Records from a dataset:
+---+
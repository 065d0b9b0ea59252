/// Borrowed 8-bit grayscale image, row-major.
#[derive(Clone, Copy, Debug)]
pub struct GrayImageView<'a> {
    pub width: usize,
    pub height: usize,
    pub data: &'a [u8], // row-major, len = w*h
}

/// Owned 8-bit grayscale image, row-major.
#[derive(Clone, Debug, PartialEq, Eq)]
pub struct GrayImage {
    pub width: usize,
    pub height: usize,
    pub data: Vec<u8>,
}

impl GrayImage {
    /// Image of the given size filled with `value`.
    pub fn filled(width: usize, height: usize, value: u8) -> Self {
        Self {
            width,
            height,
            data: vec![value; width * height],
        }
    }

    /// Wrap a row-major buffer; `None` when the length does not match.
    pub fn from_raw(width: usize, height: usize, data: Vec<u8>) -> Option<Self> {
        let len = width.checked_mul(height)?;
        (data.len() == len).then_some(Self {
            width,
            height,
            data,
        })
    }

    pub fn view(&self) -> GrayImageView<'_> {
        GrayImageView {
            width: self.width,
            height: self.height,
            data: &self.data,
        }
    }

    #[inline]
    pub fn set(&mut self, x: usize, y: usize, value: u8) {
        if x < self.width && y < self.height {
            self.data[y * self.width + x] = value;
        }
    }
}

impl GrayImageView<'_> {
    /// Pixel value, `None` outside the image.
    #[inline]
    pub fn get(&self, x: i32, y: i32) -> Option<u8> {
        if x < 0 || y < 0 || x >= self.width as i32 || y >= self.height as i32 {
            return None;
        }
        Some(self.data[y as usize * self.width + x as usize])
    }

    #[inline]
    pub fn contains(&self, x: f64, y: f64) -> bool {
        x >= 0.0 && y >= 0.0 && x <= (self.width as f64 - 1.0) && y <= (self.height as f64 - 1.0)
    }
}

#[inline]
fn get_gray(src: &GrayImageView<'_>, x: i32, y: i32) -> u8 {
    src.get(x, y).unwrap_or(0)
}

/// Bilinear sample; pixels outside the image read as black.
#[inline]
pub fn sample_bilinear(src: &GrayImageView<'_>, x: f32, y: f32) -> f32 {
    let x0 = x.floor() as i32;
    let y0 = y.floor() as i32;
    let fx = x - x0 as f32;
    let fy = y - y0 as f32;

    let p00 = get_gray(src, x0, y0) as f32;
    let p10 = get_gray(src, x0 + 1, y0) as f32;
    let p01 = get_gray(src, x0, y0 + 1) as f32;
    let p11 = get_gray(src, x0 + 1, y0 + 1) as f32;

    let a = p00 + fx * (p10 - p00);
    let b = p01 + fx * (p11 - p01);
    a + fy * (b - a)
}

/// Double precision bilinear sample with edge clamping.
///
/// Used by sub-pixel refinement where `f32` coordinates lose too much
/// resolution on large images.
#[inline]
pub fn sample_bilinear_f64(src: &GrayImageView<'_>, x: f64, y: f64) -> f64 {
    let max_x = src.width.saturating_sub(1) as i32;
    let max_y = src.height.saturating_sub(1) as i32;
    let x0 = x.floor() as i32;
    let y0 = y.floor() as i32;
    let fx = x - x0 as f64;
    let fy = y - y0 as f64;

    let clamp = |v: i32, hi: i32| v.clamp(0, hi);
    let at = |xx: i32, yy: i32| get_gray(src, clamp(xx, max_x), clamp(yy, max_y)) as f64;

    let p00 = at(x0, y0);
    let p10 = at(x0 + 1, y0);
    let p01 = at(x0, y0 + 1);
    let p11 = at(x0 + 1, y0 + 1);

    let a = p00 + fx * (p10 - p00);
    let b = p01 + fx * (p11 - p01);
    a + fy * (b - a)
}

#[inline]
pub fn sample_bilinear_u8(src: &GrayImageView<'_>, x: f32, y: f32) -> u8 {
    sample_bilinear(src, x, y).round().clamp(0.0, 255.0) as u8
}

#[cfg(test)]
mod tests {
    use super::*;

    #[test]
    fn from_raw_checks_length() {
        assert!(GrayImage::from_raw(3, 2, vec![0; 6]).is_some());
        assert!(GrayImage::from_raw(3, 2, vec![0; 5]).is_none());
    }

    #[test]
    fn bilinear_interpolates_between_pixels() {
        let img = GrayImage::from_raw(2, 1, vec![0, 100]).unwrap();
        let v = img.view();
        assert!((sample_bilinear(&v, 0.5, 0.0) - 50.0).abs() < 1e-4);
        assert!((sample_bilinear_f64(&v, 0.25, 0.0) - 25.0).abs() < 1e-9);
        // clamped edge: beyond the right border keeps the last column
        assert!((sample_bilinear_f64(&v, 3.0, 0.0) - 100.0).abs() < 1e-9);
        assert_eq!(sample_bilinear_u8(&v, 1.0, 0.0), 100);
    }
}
+---+
**What is expected:** Take the lines above from the first through the one containing "(data.len() == len).then_some(Self" and reproduce them exactly; include nothing else.

**Your solution:**
repository 065d0b9b0ea59252
/// Borrowed 8-bit grayscale image, row-major.
#[derive(Clone, Copy, Debug)]
pub struct GrayImageView<'a> {
    pub width: usize,
    pub height: usize,
    pub data: &'a [u8], // row-major, len = w*h
}

/// Owned 8-bit grayscale image, row-major.
#[derive(Clone, Debug, PartialEq, Eq)]
pub struct GrayImage {
    pub width: usize,
    pub height: usize,
    pub data: Vec<u8>,
}

impl GrayImage {
    /// Image of the given size filled with `value`.
    pub fn filled(width: usize, height: usize, value: u8) -> Self {
        Self {
            width,
            height,
            data: vec![value; width * height],
        }
    }

    /// Wrap a row-major buffer; `None` when the length does not match.
    pub fn from_raw(width: usize, height: usize, data: Vec<u8>) -> Option<Self> {
        let len = width.checked_mul(height)?;
        (data.len() == len).then_some(Self {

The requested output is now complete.